El recuerdo de Jesús no está fijado en una tumba venerable, como la del Rey David, sepultado con majestad y gloria en Jerusalén (cf. Hech 2, 29). Él no actúa tampoco como espíritu-fantasma, a través de otros personajes, que reciben su poder y pueden realizar así prodigios (como piensa Herodes, refiriéndose al Bautista; cf. Mc 6, 14-16), sino que está presente en la vida de sus discípulos que expanden su evangelio. Sea como fuere, tuviera o no una tumba propia, Jesús ha sido y sigue siendo para los cristianos un muerto que está vivo, sin monumento funerario .

Dos excursos

– En este contexto pueden situarse, mutatis mutandis, estas palabras: «Las Madres de Plaza de Mayo [Buenos Aires] reivindicamos a nuestros 30.000 hijos desaparecidos sin hacer distinciones… Las Madres de Plaza de Mayo sabemos que nuestros hijos no están muertos; ellos viven en la lucha, los sueños y el compromiso revolucionarios de otros jóvenes. Las Madres de Plaza de Mayo encontramos a nuestros hijos en cada hombre o mujer que se levanta para liberar a sus pueblos. Los 30.000 desaparecidos viven en cada uno que entrega su vida para que otros vivan. Las Madres de Plaza de Mayo rechazamos las exhumaciones porque nuestros hijos no son cadáveres. Nuestros hijos están físicamente desaparecidos pero viven en la lucha, los ideales y el compromiso de todos los que luchan por la justicia y la libertad de sus pueblos. Los restos de nuestros hijos deben quedar allí dónde cayeron. No hay tumba que encierre a un revolucionario. Un puñado de huesos no los identifica porque ellos son sueños, esperanzas y un ejemplo para las generaciones que vendrán» (cf. www.redescristianas.net/2007/03/05/ y www.madres.org/)

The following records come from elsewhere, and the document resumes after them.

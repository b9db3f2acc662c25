//! Pipeline orchestrator.
//!
//! One session drives one camera through a four-stage per-frame pipeline on
//! a dedicated thread. The thread exclusively owns the camera handle and the
//! inference engine for the whole session; nothing else may touch them. This
//! single-owner rule is what keeps the SDK wrappers, which are not
//! documented as thread-safe, free of data races: front-ends talk to the
//! session exclusively through the command channel and the telemetry stream.

mod worker;

use crate::{
    camera::{CameraConfig, OpenError, SourceDescriptor, StereoCamera},
    config::Config,
    control::{self, Command, CommandSender},
    detector::{Detector, LoadError},
    telemetry::{self, FrameProgress, Lifecycle},
};
use std::thread;
use tokio::sync::{broadcast, mpsc};
use worker::Worker;

/// A running pipeline session.
///
/// Dropping the session does not stop the orchestrator; send
/// [`Command::Stop`] and call [`Session::join`] for an orderly shutdown.
#[derive(Debug)]
pub struct Session {
    commands: CommandSender,
    progress: broadcast::Sender<FrameProgress>,
    lifecycle: Option<mpsc::UnboundedReceiver<Lifecycle>>,
    thread: Option<thread::JoinHandle<()>>,
}

impl Session {
    /// Spawns the orchestrator thread for one session.
    ///
    /// The factories run on the orchestrator thread during initialization,
    /// so neither the camera handle nor the engine ever crosses a thread
    /// boundary.
    pub fn spawn<C, D, FC, FD>(config: Config, camera_factory: FC, detector_factory: FD) -> Self
    where
        C: StereoCamera + 'static,
        D: Detector + 'static,
        FC: FnOnce(&SourceDescriptor, &CameraConfig) -> Result<C, OpenError> + Send + 'static,
        FD: FnOnce() -> Result<D, LoadError> + Send + 'static,
    {
        let (commands, command_rx) = control::channel();
        let (telemetry_tx, progress, lifecycle_rx) = telemetry::channel();
        let thread = thread::Builder::new()
            .name("talon-pipeline".into())
            .spawn(move || {
                Worker::bring_up(config, camera_factory, detector_factory, command_rx, telemetry_tx);
            })
            .expect("failed to spawn the pipeline thread");
        Self {
            commands,
            progress,
            lifecycle: Some(lifecycle_rx),
            thread: Some(thread),
        }
    }

    /// Returns a handle for enqueueing commands.
    #[must_use]
    pub fn commands(&self) -> CommandSender {
        self.commands.clone()
    }

    /// Enqueues a command.
    pub fn send(&self, command: Command) {
        self.commands.send(command);
    }

    /// Subscribes to the lossy per-frame progress stream.
    #[must_use]
    pub fn subscribe_progress(&self) -> broadcast::Receiver<FrameProgress> {
        self.progress.subscribe()
    }

    /// Takes the lossless lifecycle receiver. Returns `None` when already
    /// taken.
    pub fn take_lifecycle(&mut self) -> Option<mpsc::UnboundedReceiver<Lifecycle>> {
        self.lifecycle.take()
    }

    /// Waits for the orchestrator thread to terminate.
    pub fn join(mut self) {
        if let Some(thread) = self.thread.take() {
            let _ = thread.join();
        }
    }
}
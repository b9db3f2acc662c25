//! Telemetry stream of the pipeline.
//!
//! Two event kinds leave the orchestrator: per-frame progress, published on
//! a lossy broadcast channel that slow subscribers may drop from, and
//! lifecycle events, published losslessly. Emission is an O(1) enqueue and
//! never blocks the orchestrator.

use crate::{consts::PROGRESS_CHANNEL_CAPACITY, timing::TimingSnapshot};
use serde::Serialize;
use tokio::sync::{broadcast, mpsc};

/// Pipeline state, as surfaced through lifecycle events.
#[derive(Clone, Copy, Debug, PartialEq, Eq, Serialize)]
#[serde(rename_all = "snake_case")]
pub enum PipelineState {
    /// Loading camera and engine.
    Initializing,
    /// Initialization complete, awaiting a start command.
    Ready,
    /// Processing frames.
    Running,
    /// Suspended; no frames are grabbed.
    Paused,
    /// Terminal: resources released, statistics flushed.
    Stopped,
    /// Terminal: a fatal error ended the session.
    Failed,
}

/// Initialization milestone, surfaced while in
/// [`PipelineState::Initializing`].
#[derive(Clone, Copy, Debug, PartialEq, Eq, Serialize)]
#[serde(rename_all = "snake_case")]
pub enum InitMilestone {
    /// Opening the stereo source.
    OpeningCamera,
    /// Performing depth backend warm-up grabs.
    WarmingDepthBackend,
    /// Deserializing the inference engine.
    LoadingEngine,
    /// Building windows, schedule and writers.
    Finalizing,
}

/// Non-fatal condition worth surfacing.
#[derive(Clone, Debug, PartialEq, Serialize)]
#[serde(rename_all = "snake_case")]
pub enum Warning {
    /// A reused depth map is older than the configured staleness bound.
    DepthMapStale {
        /// Age of the reused map in frames.
        age_frames: u64,
    },
    /// A skip target beyond the end of the session was clamped.
    SkipClamped {
        /// The index the cursor was clamped to.
        clamped_to: u64,
    },
}

/// Lossless lifecycle event.
#[derive(Clone, Debug, PartialEq, Serialize)]
#[serde(rename_all = "snake_case")]
pub enum Lifecycle {
    /// The pipeline entered a new state.
    State {
        /// The new state.
        state: PipelineState,
        /// Failure reason; present iff `state` is [`PipelineState::Failed`].
        reason: Option<String>,
    },
    /// Initialization progressed to a new milestone.
    Milestone(InitMilestone),
    /// A command was rejected without mutating state.
    IllegalCommand {
        /// Name of the rejected command.
        command: &'static str,
        /// Why it was rejected.
        reason: String,
    },
    /// A non-fatal condition was observed.
    Warning(Warning),
}

/// Depth summary of the most recent frame with ranged targets.
#[derive(Clone, Copy, Debug, Default, Serialize)]
pub struct DepthSummary {
    /// Detections that produced valid depth statistics.
    pub ranged_targets: usize,
    /// Mean distance of the nearest ranged target in meters.
    pub nearest_m: Option<f32>,
}

/// Lossy per-frame progress event.
#[derive(Clone, Debug, Serialize)]
pub struct FrameProgress {
    /// Source frame index.
    pub index: u64,
    /// Frames processed per second since the session started running.
    pub global_fps: f64,
    /// Rolling stage timings and shares.
    pub timing: TimingSnapshot,
    /// Number of detections in this frame.
    pub detection_count: usize,
    /// Depth summary of this frame.
    pub depth: DepthSummary,
    /// Wall time of this frame in milliseconds.
    pub wall_ms: f64,
}

/// Sending half of the telemetry stream, owned by the orchestrator.
#[derive(Debug)]
pub struct TelemetryTx {
    progress: broadcast::Sender<FrameProgress>,
    lifecycle: mpsc::UnboundedSender<Lifecycle>,
}

impl TelemetryTx {
    /// Publishes a progress event. Dropped when no subscriber keeps up.
    pub fn progress(&self, event: FrameProgress) {
        let _ = self.progress.send(event);
    }

    /// Publishes a lifecycle event.
    pub fn lifecycle(&self, event: Lifecycle) {
        tracing::debug!("lifecycle: {event:?}");
        let _ = self.lifecycle.send(event);
    }

    /// Publishes a state transition.
    pub fn state(&self, state: PipelineState) {
        self.lifecycle(Lifecycle::State { state, reason: None });
    }
}

/// Creates the telemetry channels.
///
/// Returns the orchestrator-side sender, a handle for subscribing to
/// progress events and the lossless lifecycle receiver.
#[must_use]
pub fn channel() -> (TelemetryTx, broadcast::Sender<FrameProgress>, mpsc::UnboundedReceiver<Lifecycle>)
{
    let (progress, _) = broadcast::channel(PROGRESS_CHANNEL_CAPACITY);
    let (lifecycle, lifecycle_rx) = mpsc::unbounded_channel();
    (TelemetryTx { progress: progress.clone(), lifecycle }, progress, lifecycle_rx)
}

– Jesús no es un cuerpo para monumento, ni es momia incorrupta, huesos santos, sobre los que pueden alzarse pirámides o basílicas funerarias, sino un hombre sin sepulcro, un Muerto Vivo, pues ha empezado a vivir de manera más alta no sólo en el Dios que resucita a los muertos (cf. Rom 4, 23; en pura trascendencia), sino en la vida de los hombres y mujeres que le aceptan y retoman su proyecto de Reino. Desde ese fondo se entienden los bellísimos relatos de los evangelios (Mc 16, 1-8; Mt 28, 1-15; Lc 23; Jn 20) sobre la tumba vacía, que la Iglesia ha transmitido, no como prueba histórica, sino como signo de su fe pascual. Esos textos poseen gran valor simbólico y catequético, pero en un plano de historia física y de biología (saber cómo se descompuso o desmaterializó el cadáver de Jesús), debemos tener mucha sobriedad, pues resulta difícil alcanzar conclusiones seguras. Por otra parte, Jesús no hubiera querido una tumba de honor, mientras otros no la tuvieran; no buscó una tumba, sino que llegara el Reino.